From Denny: Here is an unusual recipe using chocolate in a pudding! What a delightful site: best-chocolate-recipes.

It's well known often the best cooks for centuries have been the African-Americans of the American Deep South. Sadly, this wonderful tradition of soul cooking was born out of slavery. The best of those tragic times endures, coming down to us through history. What endures is their sense of innovation, trying unusual combinations and perfecting those recipes for home cooking, becoming family favorites.

Part of what Louisiana is known for is the French tradition of using up leftovers as good ingredients for the next dish. Leftover cornbread is usually just reheated or pan-fried in a little butter (clarified butter at our house for cholesterol reasons). But this is certainly a new and wonderful twist! And with chocolate! Does life get any better? :) Enjoy!

This Chocolate Cornbread Pudding is served with Whiskey Sauce.

Tip: For a healthier, and lighter pudding, use two cups of milk instead of half and half.

Ingredients:

4 beaten eggs

1 cup of brown sugar

1 cup milk

1 cup cream

1 tablespoon vanilla

6 pieces day-old cornbread cut into cubes

1 cup mini chocolate chips

Directions:

Preheat oven to 325 F.

Mix all ingredients together, but save 2/3 cup of chocolate chips. Allow mixture to sit for half an hour until the liquid has softened the cornbread.
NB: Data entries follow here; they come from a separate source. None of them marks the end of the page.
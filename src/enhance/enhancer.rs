use image::{DynamicImage, Rgb};
use imageproc::definitions::Image;
use tracing::{debug, info, instrument, warn};

use crate::enhance::contrast::ContrastExt;
use crate::enhance::hsv::{HsvChannel, HsvConvertExt};
use crate::enhance::params::{EnhanceParams, UnsharpMaskParams, VibrancyParams, NEUTRAL_FACTOR};
use crate::enhance::saturation::SaturationExt;
use crate::enhance::sharpness::SharpnessExt;
use crate::enhance::unsharp_mask::UnsharpMaskExt;
use crate::error::EnhanceResult;
use crate::utils::validate_non_empty_image;

/// Enhances images for better 3D generation quality.
///
/// The public operations never fail. Each one runs its fallible twin
/// (`try_*`) against a borrow of the caller's image; on error it logs a
/// warning and hands the very same image back, so an enhancement problem can
/// never abort the caller's pipeline. On success the result is always an
/// 8-bit RGB image of the input's dimensions.
///
/// The enhancer only holds immutable configuration and can be shared freely
/// between threads.
///
/// # Examples
/// ```no_run
/// use image::{DynamicImage, RgbaImage};
/// use image_enhance_3d::ImageEnhancer;
///
/// let cutout = DynamicImage::ImageRgba8(RgbaImage::new(512, 512));
/// let enhancer = ImageEnhancer::new();
/// let ready = enhancer.prepare_for_trellis(cutout);
/// assert_eq!((ready.width(), ready.height()), (512, 512));
/// ```
#[derive(Debug, Clone, Default)]
pub struct ImageEnhancer {
    unsharp: UnsharpMaskParams,
    vibrancy: VibrancyParams,
}

impl ImageEnhancer {
    pub fn new() -> Self {
        Self::default()
    }

    /// Replaces the unsharp-mask settings used by [`Self::enhance_for_3d`].
    pub fn with_unsharp_params(mut self, unsharp: UnsharpMaskParams) -> Self {
        self.unsharp = unsharp;
        self
    }

    /// Replaces the multipliers used by [`Self::enhance_colors_for_matching`].
    pub fn with_vibrancy_params(mut self, vibrancy: VibrancyParams) -> Self {
        self.vibrancy = vibrancy;
        self
    }

    pub fn unsharp_params(&self) -> &UnsharpMaskParams {
        &self.unsharp
    }

    pub fn vibrancy_params(&self) -> &VibrancyParams {
        &self.vibrancy
    }

    /// Enhances sharpness, colour, contrast and edges for 3D generation.
    ///
    /// Steps run in a fixed order:
    ///
    /// 1. Normalize to 8-bit RGB (alpha is discarded)
    /// 2. Sharpness, skipped when `sharpen_factor == 1.0`
    /// 3. Saturation, skipped when `color_factor == 1.0`
    /// 4. Contrast, skipped when `contrast_factor == 1.0`
    /// 5. Unsharp mask, when `apply_unsharp` is set
    ///
    /// Returns the original image unchanged if any step fails.
    #[instrument(skip_all, fields(width = image.width(), height = image.height()))]
    pub fn enhance_for_3d(&self, image: DynamicImage, params: &EnhanceParams) -> DynamicImage {
        match self.try_enhance_for_3d(&image, params) {
            Ok(enhanced) => {
                info!(
                    sharpen = params.sharpen_factor,
                    color = params.color_factor,
                    contrast = params.contrast_factor,
                    unsharp = params.apply_unsharp,
                    "Image enhanced"
                );
                DynamicImage::ImageRgb8(enhanced)
            }
            Err(err) => {
                warn!(error = %err, "Image enhancement failed, returning original");
                image
            }
        }
    }

    /// Fallible core of [`Self::enhance_for_3d`].
    ///
    /// # Errors
    /// * `EnhanceError::EmptyImage` - If the image has no pixels
    /// * `EnhanceError::InvalidFactor` - If an active factor is NaN or infinite
    /// * `EnhanceError::InvalidRadius` - If the configured unsharp radius is invalid
    pub fn try_enhance_for_3d(
        &self,
        image: &DynamicImage,
        params: &EnhanceParams,
    ) -> EnhanceResult<Image<Rgb<u8>>> {
        let mut enhanced = image.to_rgb8();
        validate_non_empty_image(&enhanced)?;

        if params.sharpen_factor != NEUTRAL_FACTOR {
            debug!(factor = params.sharpen_factor, "Sharpening");
            enhanced = enhanced.adjust_sharpness(params.sharpen_factor)?;
        }

        if params.color_factor != NEUTRAL_FACTOR {
            debug!(factor = params.color_factor, "Adjusting saturation");
            enhanced = enhanced.adjust_saturation(params.color_factor)?;
        }

        if params.contrast_factor != NEUTRAL_FACTOR {
            debug!(factor = params.contrast_factor, "Adjusting contrast");
            enhanced = enhanced.adjust_contrast(params.contrast_factor)?;
        }

        if params.apply_unsharp {
            enhanced = enhanced.unsharp_mask(&self.unsharp)?;
        }

        Ok(enhanced)
    }

    /// Boosts saturation and brightness in HSV while keeping hue.
    ///
    /// Gives textures a livelier colour so the generated model matches the
    /// source photo better. Returns the original image unchanged on failure.
    #[instrument(skip_all, fields(width = image.width(), height = image.height()))]
    pub fn enhance_colors_for_matching(&self, image: DynamicImage) -> DynamicImage {
        match self.try_enhance_colors_for_matching(&image) {
            Ok(enhanced) => {
                info!(
                    saturation_scale = self.vibrancy.saturation_scale,
                    value_scale = self.vibrancy.value_scale,
                    "Colors enhanced for better matching"
                );
                DynamicImage::ImageRgb8(enhanced)
            }
            Err(err) => {
                warn!(error = %err, "Color enhancement failed, returning original");
                image
            }
        }
    }

    /// Fallible core of [`Self::enhance_colors_for_matching`].
    ///
    /// # Errors
    /// * `EnhanceError::EmptyImage` - If the image has no pixels
    /// * `EnhanceError::InvalidFactor` - If a configured multiplier is NaN or infinite
    pub fn try_enhance_colors_for_matching(
        &self,
        image: &DynamicImage,
    ) -> EnhanceResult<Image<Rgb<u8>>> {
        let hsv = image.to_rgb8().to_hsv()?;
        let boosted = hsv
            .scale_channel(HsvChannel::Saturation, self.vibrancy.saturation_scale)?
            .scale_channel(HsvChannel::Value, self.vibrancy.value_scale)?;
        Ok(boosted.to_rgb())
    }

    /// Final preparation of a background-removed image before sending it to
    /// Trellis.
    ///
    /// Runs [`Self::enhance_for_3d`] with [`EnhanceParams::trellis`], a set of
    /// conservative values that sharpen and brighten without distorting
    /// geometry.
    pub fn prepare_for_trellis(&self, image: DynamicImage) -> DynamicImage {
        self.enhance_for_3d(image, &EnhanceParams::trellis())
    }
}
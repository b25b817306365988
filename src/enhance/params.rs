//! Tunable parameters for the enhancement recipe.
//!
//! Every default lives in a named constant so it can be referenced and tested
//! on its own. Parameters only exist for the duration of a call; nothing here
//! is persisted.

/// Default sharpness factor of the general pipeline.
pub const DEFAULT_SHARPEN_FACTOR: f32 = 1.3;
/// Default saturation factor of the general pipeline.
pub const DEFAULT_COLOR_FACTOR: f32 = 1.15;
/// Default contrast factor of the general pipeline.
pub const DEFAULT_CONTRAST_FACTOR: f32 = 1.1;
/// The general pipeline applies the unsharp mask unless told otherwise.
pub const DEFAULT_APPLY_UNSHARP: bool = true;

/// Sharpness factor used when preparing images for Trellis.
pub const TRELLIS_SHARPEN_FACTOR: f32 = 1.2;
/// Saturation factor used when preparing images for Trellis.
pub const TRELLIS_COLOR_FACTOR: f32 = 1.1;
/// Contrast factor used when preparing images for Trellis.
pub const TRELLIS_CONTRAST_FACTOR: f32 = 1.05;

/// Gaussian radius (sigma) of the unsharp mask, in pixels.
pub const DEFAULT_UNSHARP_RADIUS: f32 = 2.0;
/// Fraction of the high-pass detail added back, in percent.
pub const DEFAULT_UNSHARP_PERCENT: i32 = 150;
/// Minimum absolute difference (0..=255) before detail is added back.
pub const DEFAULT_UNSHARP_THRESHOLD: u8 = 3;

/// Saturation multiplier of the HSV vibrancy boost.
pub const DEFAULT_VIBRANCY_SATURATION_SCALE: f32 = 1.25;
/// Value (brightness) multiplier of the HSV vibrancy boost.
pub const DEFAULT_VIBRANCY_VALUE_SCALE: f32 = 1.05;

/// Factor that leaves an image unchanged for the blend-based steps.
pub const NEUTRAL_FACTOR: f32 = 1.0;

/// Parameters of the general enhancement pipeline.
///
/// The blend steps are skipped when their factor equals [`NEUTRAL_FACTOR`].
/// The unsharp mask is gated by `apply_unsharp` alone.
#[derive(Debug, Clone, Copy, PartialEq)]
pub struct EnhanceParams {
    /// Sharpness (1.0 = no change, >1.0 = sharper)
    pub sharpen_factor: f32,
    /// Colour saturation (1.0 = no change, >1.0 = more vibrant)
    pub color_factor: f32,
    /// Contrast (1.0 = no change, >1.0 = more contrast)
    pub contrast_factor: f32,
    /// Apply the unsharp mask for edge enhancement
    pub apply_unsharp: bool,
}

impl EnhanceParams {
    /// Parameters that leave an image untouched apart from RGB normalization.
    pub const fn neutral() -> Self {
        Self {
            sharpen_factor: NEUTRAL_FACTOR,
            color_factor: NEUTRAL_FACTOR,
            contrast_factor: NEUTRAL_FACTOR,
            apply_unsharp: false,
        }
    }

    /// Conservative values that do not distort the geometric structure a
    /// downstream 3D reconstructor relies on.
    pub const fn trellis() -> Self {
        Self {
            sharpen_factor: TRELLIS_SHARPEN_FACTOR,
            color_factor: TRELLIS_COLOR_FACTOR,
            contrast_factor: TRELLIS_CONTRAST_FACTOR,
            apply_unsharp: true,
        }
    }

    pub fn with_sharpen_factor(mut self, factor: f32) -> Self {
        self.sharpen_factor = factor;
        self
    }

    pub fn with_color_factor(mut self, factor: f32) -> Self {
        self.color_factor = factor;
        self
    }

    pub fn with_contrast_factor(mut self, factor: f32) -> Self {
        self.contrast_factor = factor;
        self
    }

    pub fn with_unsharp(mut self, apply: bool) -> Self {
        self.apply_unsharp = apply;
        self
    }
}

impl Default for EnhanceParams {
    fn default() -> Self {
        Self {
            sharpen_factor: DEFAULT_SHARPEN_FACTOR,
            color_factor: DEFAULT_COLOR_FACTOR,
            contrast_factor: DEFAULT_CONTRAST_FACTOR,
            apply_unsharp: DEFAULT_APPLY_UNSHARP,
        }
    }
}

/// Parameters of the thresholded unsharp mask.
#[derive(Debug, Clone, Copy, PartialEq)]
pub struct UnsharpMaskParams {
    /// Gaussian sigma in pixels
    pub radius: f32,
    /// Strength in percent of the high-pass detail
    pub percent: i32,
    /// Differences below this are not amplified
    pub threshold: u8,
}

impl UnsharpMaskParams {
    pub fn with_radius(mut self, radius: f32) -> Self {
        self.radius = radius;
        self
    }

    pub fn with_percent(mut self, percent: i32) -> Self {
        self.percent = percent;
        self
    }

    pub fn with_threshold(mut self, threshold: u8) -> Self {
        self.threshold = threshold;
        self
    }
}

impl Default for UnsharpMaskParams {
    fn default() -> Self {
        Self {
            radius: DEFAULT_UNSHARP_RADIUS,
            percent: DEFAULT_UNSHARP_PERCENT,
            threshold: DEFAULT_UNSHARP_THRESHOLD,
        }
    }
}

/// Multipliers of the HSV vibrancy boost. Hue is never scaled.
#[derive(Debug, Clone, Copy, PartialEq)]
pub struct VibrancyParams {
    pub saturation_scale: f32,
    pub value_scale: f32,
}

impl Default for VibrancyParams {
    fn default() -> Self {
        Self {
            saturation_scale: DEFAULT_VIBRANCY_SATURATION_SCALE,
            value_scale: DEFAULT_VIBRANCY_VALUE_SCALE,
        }
    }
}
Pour into a greased baking dish. Sprinkle the remainder of the chocolate chips on top. Bake until firm. Check after about 40 minutes.

Whiskey Sauce

½ cup melted butter

1 cup sugar

1 well beaten egg

1 ½ cups heavy cream

¼ cup whisky, or more as desired

Melt butter and sugar in saucepan over low heat. Stir often. Add one beaten egg. Stir. Remove from heat and cool. Add whisky and cream. Beat until light. Chill for one hour before serving.

Serve chocolate cornbread pudding recipe soul food warm or cold, with sauce. Enjoy.